PartiesL. W. MESTA, PETITIONER, v. COMMISSIONER OF INTERNAL REVENUE, RESPONDENT.
CourtU.S. Board of Tax Appeals

W. A. Seifert, Esq., W. W. Booth, Esq., and A. G. Wallerstedt, C. P. A. for the petitioner.

J. Harrison Miller, Esq., for the respondent.

OPINION.

MELLOTT:

The Commissioner determined a deficiency in petitioner's income tax for the year 1935 in the amount of $31,163.18. The facts are found to be as stipulated. For present purposes the following summary will suffice.

Petitioner, a resident of Pittsburgh, Pennsylvania, duly filed his return of income for the taxable year with the collector for the twenty-third collection district of Pennsylvania. The tax shown to be due was paid. He had been married on August 19, 1921, and he and his wife lived together until October 12, 1934, on which date they separated. There was no issue as a result of the marriage.

On February 14, 1935, petitioner's then wife, Cora Jane Mesta, filed a libel in divorce, praying for a decree divorcing her and petitioner "from bed and board and such alimony as her husband's circumstances will admit of." On March 8, 1935, her petition to amend the libel to ask for an absolute divorce was granted. Bill of particulars and answer thereto were duly filed. On April 12, 1935, hearing was had and on April 15, 1935, a final decree granting the wife an absolute divorce was entered.

On March 22, 1935, petitioner signed and acknowledged, in duplicate, an agreement attached to the stipulation of facts filed herein. It was delivered to counsel representing the wife in the libel action. She signed and acknowledged both copies on April 13, 1935, and one of the duplicate originals was delivered to counsel for petitioner herein on April 17, 1935.

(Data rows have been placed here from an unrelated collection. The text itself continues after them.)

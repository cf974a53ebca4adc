// SPDX-License-Identifier: MPL-2.0
pub mod orb_field;
pub mod progress_ribbon;
pub mod ripple_overlay;

pub use orb_field::OrbField;
pub use progress_ribbon::ProgressRibbon;
pub use ripple_overlay::RippleOverlay;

The agreement provided that Mesta should deliver to Cora Jane Mesta certificates for 5,200 shares of the common stock of the Mesta Machine Co., endorsed in blank, a diamond ring, title certificate for a Cadillac automobile, a set of golf clubs and bag, all household furnishings in their home and all dividends on the 5,200 shares of stock, declared or paid after March 6, 1935. Mesta gave up any claims which he might have against her or her property or estate growing out of the relationship of husband and wife. Cora Jane Mesta agreed that the home, which was owned by her and Mesta as tenants by the entirety, should vest in him through the intermediation of a "straw man", and that the delivery of the securities and property mentioned above by him was "in full settlement and satisfaction of all claims and demands on the part of Mrs. Mesta for her maintenance and support, and in lieu of all rights which she may now have, or hereafter acquire, against the property of Mr. Mesta, as wife, widow, or in any manner arising out of or resulting from the relationship of husband and wife * * *." She also released Mesta, his heirs, executors, administrators and assigns, from all claims for support and maintenance and from all rights, interests, claims, demands or preferences in or against him or his estate that she might have as wife, widow, or otherwise.

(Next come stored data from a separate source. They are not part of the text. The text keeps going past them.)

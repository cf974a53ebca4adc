// SPDX-License-Identifier: MPL-2.0
//! One-shot press ripples.
//!
//! Pressing a card spawns an expanding, fading circle at the press point.
//! Each ripple runs its fixed course and is pruned when the clock expires;
//! repeated presses stack independent ripples.

use std::time::{Duration, Instant};

/// Total lifetime of a ripple.
pub const RIPPLE_RUN: Duration = Duration::from_millis(600);

/// How many times the base radius the circle grows to.
const EXPANSION: f32 = 4.0;

/// A single expanding press flash.
#[derive(Debug, Clone, Copy, PartialEq)]
pub struct Ripple {
    center: (f32, f32),
    started: Instant,
}

impl Ripple {
    #[must_use]
    pub fn new(center: (f32, f32), now: Instant) -> Self {
        Self {
            center,
            started: now,
        }
    }

    /// Press point, local to the host widget.
    #[must_use]
    pub fn center(&self) -> (f32, f32) {
        self.center
    }

    /// Progress in `[0, 1)`, or `None` once the run has completed.
    #[must_use]
    pub fn progress(&self, now: Instant) -> Option<f32> {
        let elapsed = now.saturating_duration_since(self.started);
        if elapsed >= RIPPLE_RUN {
            None
        } else {
            Some(elapsed.as_secs_f32() / RIPPLE_RUN.as_secs_f32())
        }
    }

    #[must_use]
    pub fn is_expired(&self, now: Instant) -> bool {
        self.progress(now).is_none()
    }

    /// Circle radius at `progress` for a host of the given size.
    ///
    /// Grows from zero to four times half the larger host dimension, so
    /// the flash always outgrows the host before it fades.
    #[must_use]
    pub fn radius(progress: f32, host: (f32, f32)) -> f32 {
        let base = host.0.max(host.1) / 2.0;
        base * EXPANSION * progress
    }

    /// Opacity at `progress`: fades linearly to zero.
    #[must_use]
    pub fn alpha(progress: f32) -> f32 {
        (1.0 - progress).clamp(0.0, 1.0)
    }
}
// SPDX-License-Identifier: MPL-2.0
//! `skillforge-landing` is the SkillForge desktop landing window, built with
//! the Iced GUI framework.
//!
//! It renders a scrollable marketing page with scroll-reveal animations,
//! pointer-driven motion effects, and toast notifications, and demonstrates
//! internationalization with Fluent, user preference management, and modular
//! UI design.

#![doc(html_root_url = "https://docs.rs/skillforge-landing/0.3.0")]

pub mod app;
pub mod config;
pub mod error;
pub mod i18n;
pub mod telemetry;
pub mod ui;

#[cfg(test)]
pub mod test_utils;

On April 17, 1935, petitioner, in accordance with the terms of the agreement, delivered to Cora Jane Mesta 5,200 shares of the Mesta Machine Co. stock and on April 25, 1935, deeds for the purpose of vesting title to the home in petitioner were recorded.

As of April 13, 1935, petitioner was possessed of an estate in personalty of approximately $1,150,000 and the value of the real estate (home) was approximately $35,000. The household furnishings had a value of $28,000 and Cora Jane Mesta claimed them and the other property referred to in the agreement.

Petitioner was 45 years of age and his wife was 57 years of age on April 17, 1935. The present worth of $1 payable to a woman 57 years of age at the death of her husband, aged 45, assuming she outlives him, is $0.187.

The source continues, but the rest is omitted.